◆ **Data provided**:

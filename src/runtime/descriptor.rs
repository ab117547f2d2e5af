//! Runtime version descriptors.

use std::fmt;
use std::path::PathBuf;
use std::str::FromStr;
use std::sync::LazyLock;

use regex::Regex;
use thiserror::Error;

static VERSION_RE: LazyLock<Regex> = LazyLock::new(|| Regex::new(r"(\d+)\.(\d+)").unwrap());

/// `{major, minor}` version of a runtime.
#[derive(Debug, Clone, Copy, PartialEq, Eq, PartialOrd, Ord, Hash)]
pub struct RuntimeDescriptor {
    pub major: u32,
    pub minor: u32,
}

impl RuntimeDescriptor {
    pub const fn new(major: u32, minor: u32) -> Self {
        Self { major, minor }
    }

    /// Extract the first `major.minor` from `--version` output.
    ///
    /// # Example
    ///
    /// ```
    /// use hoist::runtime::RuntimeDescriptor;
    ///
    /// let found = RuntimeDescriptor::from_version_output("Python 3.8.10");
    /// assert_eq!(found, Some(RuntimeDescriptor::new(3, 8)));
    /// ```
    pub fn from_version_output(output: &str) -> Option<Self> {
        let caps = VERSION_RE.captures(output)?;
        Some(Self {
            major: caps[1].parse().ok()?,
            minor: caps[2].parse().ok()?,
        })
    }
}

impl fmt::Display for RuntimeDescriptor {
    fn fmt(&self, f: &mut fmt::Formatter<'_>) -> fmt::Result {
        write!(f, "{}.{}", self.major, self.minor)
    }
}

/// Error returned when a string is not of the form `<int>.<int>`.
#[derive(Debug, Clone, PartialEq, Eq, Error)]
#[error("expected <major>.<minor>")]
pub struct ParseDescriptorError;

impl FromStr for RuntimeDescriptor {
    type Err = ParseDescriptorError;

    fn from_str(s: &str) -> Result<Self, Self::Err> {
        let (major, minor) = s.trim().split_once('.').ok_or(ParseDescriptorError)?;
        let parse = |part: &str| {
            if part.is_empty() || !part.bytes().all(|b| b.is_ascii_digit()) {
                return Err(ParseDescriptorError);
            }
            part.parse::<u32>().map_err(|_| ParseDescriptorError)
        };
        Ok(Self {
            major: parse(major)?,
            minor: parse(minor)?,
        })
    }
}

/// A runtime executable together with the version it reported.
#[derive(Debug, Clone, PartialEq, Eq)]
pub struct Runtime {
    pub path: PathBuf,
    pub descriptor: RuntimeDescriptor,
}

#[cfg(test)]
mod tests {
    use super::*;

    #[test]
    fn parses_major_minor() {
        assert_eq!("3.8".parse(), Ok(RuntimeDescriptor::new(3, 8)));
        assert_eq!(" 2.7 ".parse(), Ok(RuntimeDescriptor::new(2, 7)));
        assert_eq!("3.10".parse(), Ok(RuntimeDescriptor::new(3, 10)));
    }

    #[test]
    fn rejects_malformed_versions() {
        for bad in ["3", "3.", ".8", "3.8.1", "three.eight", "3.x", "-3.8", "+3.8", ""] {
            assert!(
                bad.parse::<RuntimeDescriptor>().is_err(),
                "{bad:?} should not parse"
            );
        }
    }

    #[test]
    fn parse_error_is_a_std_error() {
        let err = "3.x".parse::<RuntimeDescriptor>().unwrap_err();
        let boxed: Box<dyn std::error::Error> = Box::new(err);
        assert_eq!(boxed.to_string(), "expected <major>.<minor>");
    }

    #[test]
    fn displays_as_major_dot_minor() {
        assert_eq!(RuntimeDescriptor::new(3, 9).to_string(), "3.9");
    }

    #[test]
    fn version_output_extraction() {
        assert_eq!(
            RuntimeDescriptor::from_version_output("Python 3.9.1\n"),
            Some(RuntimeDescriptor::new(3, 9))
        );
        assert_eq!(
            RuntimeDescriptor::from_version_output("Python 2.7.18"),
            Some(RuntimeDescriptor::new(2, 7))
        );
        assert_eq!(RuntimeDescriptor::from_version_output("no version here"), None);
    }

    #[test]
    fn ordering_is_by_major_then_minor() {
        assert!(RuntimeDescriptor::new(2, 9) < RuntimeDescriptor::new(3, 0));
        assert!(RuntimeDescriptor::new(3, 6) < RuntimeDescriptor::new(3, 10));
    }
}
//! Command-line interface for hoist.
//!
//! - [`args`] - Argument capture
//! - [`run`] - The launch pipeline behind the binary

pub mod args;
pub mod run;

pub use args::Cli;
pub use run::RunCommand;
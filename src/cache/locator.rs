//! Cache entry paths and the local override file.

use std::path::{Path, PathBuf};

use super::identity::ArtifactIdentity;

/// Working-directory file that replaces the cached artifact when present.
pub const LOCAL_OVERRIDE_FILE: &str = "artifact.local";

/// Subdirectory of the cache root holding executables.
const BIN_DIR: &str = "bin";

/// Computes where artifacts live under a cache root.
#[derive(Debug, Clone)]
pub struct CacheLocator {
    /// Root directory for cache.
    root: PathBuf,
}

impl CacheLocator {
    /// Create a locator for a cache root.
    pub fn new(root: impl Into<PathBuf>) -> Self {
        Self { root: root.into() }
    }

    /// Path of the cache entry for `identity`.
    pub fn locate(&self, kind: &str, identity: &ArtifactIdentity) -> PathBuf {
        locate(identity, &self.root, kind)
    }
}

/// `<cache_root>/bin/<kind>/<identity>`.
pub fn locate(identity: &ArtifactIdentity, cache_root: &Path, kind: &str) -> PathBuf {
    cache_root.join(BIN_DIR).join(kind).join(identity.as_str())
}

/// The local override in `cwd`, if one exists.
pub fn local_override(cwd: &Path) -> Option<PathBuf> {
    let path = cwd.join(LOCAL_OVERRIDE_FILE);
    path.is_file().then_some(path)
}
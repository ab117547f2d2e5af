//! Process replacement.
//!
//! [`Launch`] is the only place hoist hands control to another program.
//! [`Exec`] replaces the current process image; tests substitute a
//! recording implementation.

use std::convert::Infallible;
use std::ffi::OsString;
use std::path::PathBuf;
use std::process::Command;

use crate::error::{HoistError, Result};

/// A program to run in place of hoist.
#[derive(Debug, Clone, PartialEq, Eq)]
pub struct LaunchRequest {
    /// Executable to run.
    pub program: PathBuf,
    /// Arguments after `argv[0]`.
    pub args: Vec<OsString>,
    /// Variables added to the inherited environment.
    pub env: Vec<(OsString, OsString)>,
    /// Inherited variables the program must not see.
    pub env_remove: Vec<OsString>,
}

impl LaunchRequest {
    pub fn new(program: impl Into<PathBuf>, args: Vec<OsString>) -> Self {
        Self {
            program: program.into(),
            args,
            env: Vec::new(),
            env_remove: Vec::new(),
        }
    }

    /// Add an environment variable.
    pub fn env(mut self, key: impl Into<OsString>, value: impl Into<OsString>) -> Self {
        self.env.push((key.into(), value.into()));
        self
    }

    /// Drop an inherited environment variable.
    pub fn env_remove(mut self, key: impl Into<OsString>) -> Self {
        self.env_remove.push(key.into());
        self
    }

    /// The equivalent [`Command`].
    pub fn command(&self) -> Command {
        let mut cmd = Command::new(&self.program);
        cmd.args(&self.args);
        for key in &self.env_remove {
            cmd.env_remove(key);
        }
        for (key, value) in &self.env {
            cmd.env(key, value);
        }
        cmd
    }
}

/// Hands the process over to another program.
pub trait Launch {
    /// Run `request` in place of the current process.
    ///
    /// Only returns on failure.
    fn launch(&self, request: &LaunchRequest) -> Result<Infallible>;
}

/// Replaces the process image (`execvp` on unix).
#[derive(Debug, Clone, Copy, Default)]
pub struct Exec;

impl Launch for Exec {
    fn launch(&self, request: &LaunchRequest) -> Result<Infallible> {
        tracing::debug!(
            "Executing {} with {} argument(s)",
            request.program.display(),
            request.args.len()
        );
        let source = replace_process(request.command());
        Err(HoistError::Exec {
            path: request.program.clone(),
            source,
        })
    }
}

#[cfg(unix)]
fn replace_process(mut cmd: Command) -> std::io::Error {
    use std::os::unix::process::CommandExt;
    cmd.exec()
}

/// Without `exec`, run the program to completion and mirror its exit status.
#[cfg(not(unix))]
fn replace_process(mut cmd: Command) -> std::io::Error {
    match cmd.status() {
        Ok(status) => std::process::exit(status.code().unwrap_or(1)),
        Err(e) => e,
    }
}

◆ **Description of the task**:
Reproduce every line from the preceding data in which the word "locate" can be found.

◆ **Solved exercise**:
    pub fn locate(&self, kind: &str, identity: &ArtifactIdentity) -> PathBuf {
        locate(identity, &self.root, kind)
pub fn locate(identity: &ArtifactIdentity, cache_root: &Path, kind: &str) -> PathBuf {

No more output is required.